use std::collections::HashMap;
use std::sync::{Arc, Mutex, MutexGuard};

use chrono::{DateTime, Utc};
use serde::{Deserialize, Serialize};
use tracing::debug;

use revpub_types::error::{Result, RevpubError};
use revpub_types::{ContentHash, Revision};

use crate::session::TreeSession;
use crate::tree::Dir;
use crate::{CommitInfo, LogEntry, StoreUrl};

/// One committed revision: metadata plus the full root tree.
#[derive(Clone, Debug, Serialize, Deserialize)]
pub struct RevisionRecord {
    pub number: u64,
    pub author: Option<String>,
    pub message: String,
    pub date: DateTime<Utc>,
    pub root: Arc<Dir>,
}

impl RevisionRecord {
    pub(crate) fn initial() -> Self {
        Self {
            number: 0,
            author: None,
            message: String::new(),
            date: Utc::now(),
            root: Arc::new(Dir::new(0)),
        }
    }
}

/// Where a [`TreeStore`] keeps file contents and revision records.
pub(crate) trait Persistence: Send + Sync {
    fn read_blob(&self, hash: &ContentHash) -> Result<Vec<u8>>;
    fn write_blob(&self, hash: &ContentHash, data: &[u8]) -> Result<()>;
    /// Durably record a revision. Must fail with `OutOfDate` if a revision
    /// with the same number already exists.
    fn publish_revision(&self, record: &RevisionRecord) -> Result<()>;
    /// Revisions numbered `from` and above that were published by other
    /// handles on the same store.
    fn load_revisions(&self, from: u64) -> Result<Vec<RevisionRecord>>;
}

/// A versioned directory tree with a linear revision history.
///
/// Sessions share one `TreeStore` through an `Arc`; the revision list is
/// guarded by a single mutex held only for lookups and the final
/// compare-and-append of a commit.
pub struct TreeStore {
    root_url: StoreUrl,
    backend: Box<dyn Persistence>,
    revisions: Mutex<Vec<Arc<RevisionRecord>>>,
}

impl TreeStore {
    pub(crate) fn with_backend(
        root_url: StoreUrl,
        backend: Box<dyn Persistence>,
        revisions: Vec<RevisionRecord>,
    ) -> Self {
        Self {
            root_url,
            backend,
            revisions: Mutex::new(revisions.into_iter().map(Arc::new).collect()),
        }
    }

    pub fn root_url(&self) -> &StoreUrl {
        &self.root_url
    }

    /// Open a new session. `author` is recorded on commits made through it.
    pub fn session(self: &Arc<Self>, author: Option<String>) -> TreeSession {
        TreeSession::new(Arc::clone(self), author)
    }

    fn lock_revisions(&self) -> MutexGuard<'_, Vec<Arc<RevisionRecord>>> {
        self.revisions.lock().unwrap_or_else(|e| e.into_inner())
    }

    fn refresh(&self, revisions: &mut Vec<Arc<RevisionRecord>>) -> Result<()> {
        let next = revisions.len() as u64;
        for record in self.backend.load_revisions(next)? {
            if record.number != revisions.len() as u64 {
                return Err(RevpubError::Other(format!(
                    "revision history gap: expected r{}, found r{}",
                    revisions.len(),
                    record.number
                )));
            }
            revisions.push(Arc::new(record));
        }
        Ok(())
    }

    pub(crate) fn head(&self) -> Result<Arc<RevisionRecord>> {
        let mut revisions = self.lock_revisions();
        self.refresh(&mut revisions)?;
        revisions
            .last()
            .cloned()
            .ok_or_else(|| RevpubError::Other("store has no revisions".into()))
    }

    pub(crate) fn revision(&self, rev: Revision) -> Result<Arc<RevisionRecord>> {
        match rev {
            Revision::Head => self.head(),
            Revision::Number(n) => {
                let mut revisions = self.lock_revisions();
                if n as usize >= revisions.len() {
                    self.refresh(&mut revisions)?;
                }
                revisions
                    .get(n as usize)
                    .cloned()
                    .ok_or_else(|| RevpubError::NotFound(format!("revision {n}")))
            }
        }
    }

    pub(crate) fn date_of(&self, rev: u64) -> Option<DateTime<Utc>> {
        self.lock_revisions().get(rev as usize).map(|r| r.date)
    }

    pub(crate) fn read_blob(&self, hash: &ContentHash) -> Result<Vec<u8>> {
        self.backend.read_blob(hash)
    }

    pub(crate) fn log(&self, limit: usize) -> Result<Vec<LogEntry>> {
        let mut revisions = self.lock_revisions();
        self.refresh(&mut revisions)?;
        Ok(revisions
            .iter()
            .rev()
            .take(limit)
            .map(|r| LogEntry {
                revision: r.number,
                author: r.author.clone(),
                message: r.message.clone(),
                date: r.date,
            })
            .collect())
    }

    /// Append `root` as the revision after `base`. Fails with `OutOfDate`
    /// when another commit landed first.
    pub(crate) fn commit(
        &self,
        base: u64,
        author: Option<String>,
        message: &str,
        root: Dir,
        blobs: HashMap<ContentHash, Vec<u8>>,
    ) -> Result<CommitInfo> {
        for (hash, data) in &blobs {
            self.backend.write_blob(hash, data)?;
        }

        let mut revisions = self.lock_revisions();
        self.refresh(&mut revisions)?;
        let head = revisions.len() as u64 - 1;
        if head != base {
            return Err(RevpubError::OutOfDate { base, head });
        }
        let record = RevisionRecord {
            number: base + 1,
            author,
            message: message.to_string(),
            date: Utc::now(),
            root: Arc::new(root),
        };
        self.backend.publish_revision(&record)?;
        debug!(revision = record.number, files = blobs.len(), "committed revision");
        let info = CommitInfo {
            revision: record.number,
            author: record.author.clone(),
            date: record.date,
        };
        revisions.push(Arc::new(record));
        Ok(info)
    }
}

# # # #

| TASK ITEM |
Each line above is to be reproduced exactly.

| WRITTEN ANSWER |
use std::collections::HashMap;
use std::sync::{Arc, Mutex, MutexGuard};

use chrono::{DateTime, Utc};
use serde::{Deserialize, Serialize};
use tracing::debug;

use revpub_types::error::{Result, RevpubError};
use revpub_types::{ContentHash, Revision};

use crate::session::TreeSession;
use crate::tree::Dir;
use crate::{CommitInfo, LogEntry, StoreUrl};

/// One committed revision: metadata plus the full root tree.
#[derive(Clone, Debug, Serialize, Deserialize)]
pub struct RevisionRecord {
    pub number: u64,
    pub author: Option<String>,
    pub message: String,
    pub date: DateTime<Utc>,
    pub root: Arc<Dir>,
}

impl RevisionRecord {
    pub(crate) fn initial() -> Self {
        Self {
            number: 0,
            author: None,
            message: String::new(),
            date: Utc::now(),
            root: Arc::new(Dir::new(0)),
        }
    }
}

/// Where a [`TreeStore`] keeps file contents and revision records.
pub(crate) trait Persistence: Send + Sync {
    fn read_blob(&self, hash: &ContentHash) -> Result<Vec<u8>>;
    fn write_blob(&self, hash: &ContentHash, data: &[u8]) -> Result<()>;
    /// Durably record a revision. Must fail with `OutOfDate` if a revision
    /// with the same number already exists.
    fn publish_revision(&self, record: &RevisionRecord) -> Result<()>;
    /// Revisions numbered `from` and above that were published by other
    /// handles on the same store.
    fn load_revisions(&self, from: u64) -> Result<Vec<RevisionRecord>>;
}

/// A versioned directory tree with a linear revision history.
///
/// Sessions share one `TreeStore` through an `Arc`; the revision list is
/// guarded by a single mutex held only for lookups and the final
/// compare-and-append of a commit.
pub struct TreeStore {
    root_url: StoreUrl,
    backend: Box<dyn Persistence>,
    revisions: Mutex<Vec<Arc<RevisionRecord>>>,
}

impl TreeStore {
    pub(crate) fn with_backend(
        root_url: StoreUrl,
        backend: Box<dyn Persistence>,
        revisions: Vec<RevisionRecord>,
    ) -> Self {
        Self {
            root_url,
            backend,
            revisions: Mutex::new(revisions.into_iter().map(Arc::new).collect()),
        }
    }

    pub fn root_url(&self) -> &StoreUrl {
        &self.root_url
    }

    /// Open a new session. `author` is recorded on commits made through it.
    pub fn session(self: &Arc<Self>, author: Option<String>) -> TreeSession {
        TreeSession::new(Arc::clone(self), author)
    }

    fn lock_revisions(&self) -> MutexGuard<'_, Vec<Arc<RevisionRecord>>> {
        self.revisions.lock().unwrap_or_else(|e| e.into_inner())
    }

    fn refresh(&self, revisions: &mut Vec<Arc<RevisionRecord>>) -> Result<()> {
        let next = revisions.len() as u64;
        for record in self.backend.load_revisions(next)? {
            if record.number != revisions.len() as u64 {
                return Err(RevpubError::Other(format!(
                    "revision history gap: expected r{}, found r{}",
                    revisions.len(),
                    record.number
                )));
            }
            revisions.push(Arc::new(record));
        }
        Ok(())
    }

    pub(crate) fn head(&self) -> Result<Arc<RevisionRecord>> {
        let mut revisions = self.lock_revisions();
        self.refresh(&mut revisions)?;
        revisions
            .last()
            .cloned()
            .ok_or_else(|| RevpubError::Other("store has no revisions".into()))
    }

    pub(crate) fn revision(&self, rev: Revision) -> Result<Arc<RevisionRecord>> {
        match rev {
            Revision::Head => self.head(),
            Revision::Number(n) => {
                let mut revisions = self.lock_revisions();
                if n as usize >= revisions.len() {
                    self.refresh(&mut revisions)?;
                }
                revisions
                    .get(n as usize)
                    .cloned()
                    .ok_or_else(|| RevpubError::NotFound(format!("revision {n}")))
            }
        }
    }

    pub(crate) fn date_of(&self, rev: u64) -> Option<DateTime<Utc>> {
        self.lock_revisions().get(rev as usize).map(|r| r.date)
    }

    pub(crate) fn read_blob(&self, hash: &ContentHash) -> Result<Vec<u8>> {
        self.backend.read_blob(hash)
    }

    pub(crate) fn log(&self, limit: usize) -> Result<Vec<LogEntry>> {
        let mut revisions = self.lock_revisions();
        self.refresh(&mut revisions)?;
        Ok(revisions
            .iter()
            .rev()
            .take(limit)
            .map(|r| LogEntry {
                revision: r.number,
                author: r.author.clone(),
                message: r.message.clone(),
                date: r.date,
            })
            .collect())
    }

    /// Append `root` as the revision after `base`. Fails with `OutOfDate`
    /// when another commit landed first.
    pub(crate) fn commit(
        &self,
        base: u64,
        author: Option<String>,
        message: &str,
        root: Dir,
        blobs: HashMap<ContentHash, Vec<u8>>,
    ) -> Result<CommitInfo> {
        for (hash, data) in &blobs {
            self.backend.write_blob(hash, data)?;
        }

        let mut revisions = self.lock_revisions();
        self.refresh(&mut revisions)?;
        let head = revisions.len() as u64 - 1;
        if head != base {
            return Err(RevpubError::OutOfDate { base, head });
        }
        let record = RevisionRecord {
            number: base + 1,
            author,
            message: message.to_string(),
            date: Utc::now(),
            root: Arc::new(root),
        };
        self.backend.publish_revision(&record)?;
        debug!(revision = record.number, files = blobs.len(), "committed revision");
        let info = CommitInfo {
            revision: record.number,
            author: record.author.clone(),
            date: record.date,
        };
        revisions.push(Arc::new(record));
        Ok(info)
    }
}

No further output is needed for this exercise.